Closed hikavdh closed 8 years ago
For VRT you just need to have "application/vnd.epg.vrt.be.schedule_3.1+json" in the Accept header and it delivers it as json http://services.vrt.be/epg/schedules/thisweek?channel_code=O9&type=week
I'll look at it, but now I have to find some sleep. Tomorrow I have to resolve some Windows profile issues and create redundancy for next time.
I've added a no_genric_matching table to sourcematching. You can add IDs per source. I have still to implement the code. I will for those source/ID combinations disable everything but time/title matching. So also group-slots and split-episodes. If you haven't jet noticed humo.be is down! I took the opportunity to add code to make configure fail in such an instance. You force it to complete by disabling the source.
Oh, and I noticed that also for Nicelodeon the timings are off on Horizon. In the past Horizon had a bad name for accuracy, etc., but I thought that had improved. On the opposite, the three Belgium sources seem to be very much in consensus.
https://github.com/tvgrabbers/tvgrabnlpy/releases/tag/alfa-2.2.8-p20151222 This should disable genre and split episode matching for the source/channel combinations in the no_genric_matching table. CC on Horizon is already in that table. Groupslot detection disabling is more tricky, so I leave that for now.
I will add that the IDs in no_genric_matching will be put at the end of the source list for that channel. This will mean that you can not set it as Prime_source (unless of cause it's the only source. Let me know if this works or that groupslots also need to be disabled. As said that's tricky. In the merge procedure, those are taken out of the listings and later put through a separate comparison against the remainder of the other listings. I'm afraid for unexpected side-effects, so I rather leave that out.
I've also been thinking about Nickelodeon. To merge them back together while not changing chanids/xmltvids I have to introduce chanid-aliases.
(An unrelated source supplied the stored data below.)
//! Log level definitions

use std::fmt;
use std::str::FromStr;

/// Message severity, carrying the classic numeric values.
///
/// A destination accepts a record when `record.level >= destination.level`.
#[derive(Debug, Clone, Copy, Default, PartialEq, Eq, PartialOrd, Ord, Hash)]
pub enum LogLevel {
    Debug = 10,
    #[default]
    Info = 20,
    Warning = 30,
    Error = 40,
    Critical = 50,
}

impl LogLevel {
    pub const ALL: [LogLevel; 5] = [
        LogLevel::Debug,
        LogLevel::Info,
        LogLevel::Warning,
        LogLevel::Error,
        LogLevel::Critical,
    ];

    pub fn to_str(&self) -> &'static str {
        match self {
            LogLevel::Debug => "DEBUG",
            LogLevel::Info => "INFO",
            LogLevel::Warning => "WARNING",
            LogLevel::Error => "ERROR",
            LogLevel::Critical => "CRITICAL",
        }
    }

    /// Numeric severity (10, 20, 30, 40, 50)
    pub fn as_u8(&self) -> u8 {
        *self as u8
    }

    #[cfg(feature = "console")]
    pub fn color_code(&self) -> colored::Color {
        use colored::Color::*;
        match self {
            LogLevel::Debug => Blue,
            LogLevel::Info => Green,
            LogLevel::Warning => Yellow,
            LogLevel::Error => Red,
            LogLevel::Critical => BrightRed,
        }
    }
}

impl fmt::Display for LogLevel {
    fn fmt(&self, f: &mut fmt::Formatter<'_>) -> fmt::Result {
        write!(f, "{}", self.to_str())
    }
}

impl FromStr for LogLevel {
    type Err = String;

    fn from_str(s: &str) -> Result<Self, Self::Err> {
        match s.to_uppercase().as_str() {
            "DEBUG" => Ok(LogLevel::Debug),
            "INFO" => Ok(LogLevel::Info),
            "WARNING" | "WARN" => Ok(LogLevel::Warning),
            "ERROR" => Ok(LogLevel::Error),
            "CRITICAL" | "FATAL" => Ok(LogLevel::Critical),
            _ => Err(format!("Invalid log level: '{}'", s)),
        }
    }
}

impl TryFrom<u8> for LogLevel {
    type Error = String;

    fn try_from(value: u8) -> Result<Self, String> {
        LogLevel::ALL
            .into_iter()
            .find(|level| level.as_u8() == value)
            .ok_or_else(|| format!("Invalid log level number: {}", value))
    }
}

#[cfg(test)]
mod tests {
    use super::*;

    #[test]
    fn test_aliases() {
        assert_eq!("warn".parse::<LogLevel>(), Ok(LogLevel::Warning));
        assert_eq!("Fatal".parse::<LogLevel>(), Ok(LogLevel::Critical));
        assert!("verbose".parse::<LogLevel>().is_err());
    }

    #[test]
    fn test_numeric_levels() {
        assert_eq!(LogLevel::try_from(30), Ok(LogLevel::Warning));
        assert_eq!(LogLevel::Critical.as_u8(), 50);
        assert!(LogLevel::try_from(25).is_err());
    }
}
//! Error types for the configuration reader

use std::path::PathBuf;

pub type Result<T> = std::result::Result<T, ConfigError>;

#[derive(Debug, thiserror::Error)]
pub enum ConfigError {
    /// Config path does not exist
    #[error("Config file does not exist: '{}'", path.display())]
    SourceNotFound { path: PathBuf },

    /// Source exists but cannot be read as INI text
    #[error("Invalid config source '{name}': {message}")]
    InvalidSource { name: String, message: String },

    /// Malformed INI syntax
    #[error("Parse error in '{source_name}' at line {line}: {message}")]
    Parse {
        source_name: String,
        line: usize,
        message: String,
    },

    /// `%(name)s` reference that cannot be expanded
    #[error("Interpolation error in [{section}] {option}: {message}")]
    Interpolation {
        section: String,
        option: String,
        message: String,
    },
}

impl ConfigError {
    pub fn invalid_source(name: impl Into<String>, message: impl Into<String>) -> Self {
        ConfigError::InvalidSource {
            name: name.into(),
            message: message.into(),
        }
    }

    pub fn parse(source_name: impl Into<String>, line: usize, message: impl Into<String>) -> Self {
        ConfigError::Parse {
            source_name: source_name.into(),
            line,
            message: message.into(),
        }
    }

    pub fn interpolation(
        section: impl Into<String>,
        option: impl Into<String>,
        message: impl Into<String>,
    ) -> Self {
        ConfigError::Interpolation {
            section: section.into(),
            option: option.into(),
            message: message.into(),
        }
    }
}
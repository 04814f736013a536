//! Output targets a logger can be pointed at

use super::appender::Appender;
use super::line_format::LineFormat;
use crate::appenders::{ConsoleAppender, ConsoleTarget, SharedWriter, StreamAppender};
use std::path::{Path, PathBuf};
use std::sync::Arc;

/// A stream destination. None of these are ever closed by the registry.
#[derive(Clone)]
pub enum LogStream {
    Stderr,
    Stdout,
    Writer(SharedWriter),
}

impl LogStream {
    pub(crate) fn into_appender(self, format: Arc<LineFormat>, colors: bool) -> Box<dyn Appender> {
        match self {
            LogStream::Stderr => {
                Box::new(ConsoleAppender::new(ConsoleTarget::Stderr, format).with_colors(colors))
            }
            LogStream::Stdout => {
                Box::new(ConsoleAppender::new(ConsoleTarget::Stdout, format).with_colors(colors))
            }
            LogStream::Writer(stream) => Box::new(StreamAppender::new(stream, format)),
        }
    }
}

impl std::fmt::Debug for LogStream {
    fn fmt(&self, f: &mut std::fmt::Formatter<'_>) -> std::fmt::Result {
        match self {
            LogStream::Stderr => f.write_str("Stderr"),
            LogStream::Stdout => f.write_str("Stdout"),
            LogStream::Writer(_) => f.write_str("Writer(..)"),
        }
    }
}

impl From<SharedWriter> for LogStream {
    fn from(stream: SharedWriter) -> Self {
        LogStream::Writer(stream)
    }
}

/// Argument of [`Logger::set_log_file`](super::Logger::set_log_file).
///
/// A path is opened by the registry and becomes the label's owned file;
/// a stream is attached as-is and never closed.
#[derive(Debug, Clone)]
pub enum LogFile {
    Path(PathBuf),
    Stream(LogStream),
}

impl From<PathBuf> for LogFile {
    fn from(path: PathBuf) -> Self {
        LogFile::Path(path)
    }
}

impl From<&Path> for LogFile {
    fn from(path: &Path) -> Self {
        LogFile::Path(path.to_path_buf())
    }
}

impl From<&str> for LogFile {
    fn from(path: &str) -> Self {
        LogFile::Path(PathBuf::from(path))
    }
}

impl From<String> for LogFile {
    fn from(path: String) -> Self {
        LogFile::Path(PathBuf::from(path))
    }
}

impl From<LogStream> for LogFile {
    fn from(stream: LogStream) -> Self {
        LogFile::Stream(stream)
    }
}

impl From<SharedWriter> for LogFile {
    fn from(stream: SharedWriter) -> Self {
        LogFile::Stream(LogStream::Writer(stream))
    }
}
I can create a table for those, but I rather create it more general; a user settable option to set an alias for a channel to use as xmltvid. Next to that we can create a table with phasing out chanids to automatically create an alias on running --configure
when that chanid is found active. That way aliases for a user stay in use until he/she changes his configuration, even if we remove any chanid from that table after a certain time. I'm thinking of adding an end date to the table, so we then can remove it. Else it will get to crowded, like is starting to happen with the empty_channel list. There are already more then 10 no longer existing IDs in there.
Oh, and if you think other source/channel combinations would benefit, feel free to add them!
https://github.com/tvgrabbers/tvgrabnlpy/releases/tag/alfa-2.2.8-p20151223 Added the exclusion from prime_source and the new xmltvid_alias option. I have to work on configure.
https://github.com/tvgrabbers/tvgrabnlpy/releases/tag/alfa-2.2.8-p20151227
Added another option legacy_xmltvids
clearing further the way for pushing xmltvid_aliases through source_matching. I documented both options in the WIKI. I have to add the code for that, but I think that before we can re-merge the Nicelodeon channels, we have to wait at least a week after releasing the version. In between I set the prime_source to 1.
You got any testing done? Or did the holidays come in between? ;-)
I haven't had time for any in depth testing
I did spot this one error from tvgids.tv, not sure if it's a parsing problem for this specific program, but it has popped up on several grabs in the past few days:
Error extracting ElementTree from:http://www.tvgids.tv/tv/trips-travel/14792796 on tvgids.tv
I guessed as much ;-) Those errors come from errors in their html encoding. Most common are not encoded double quotes in titles (notoriously in Classical music titles on Brava) or tags partially placed inside tags. tvgids.tv is very sloppy. I catch some and are now and then thinking about further algorithms to catch them, but it doesn't have the highest priority and is quite complex.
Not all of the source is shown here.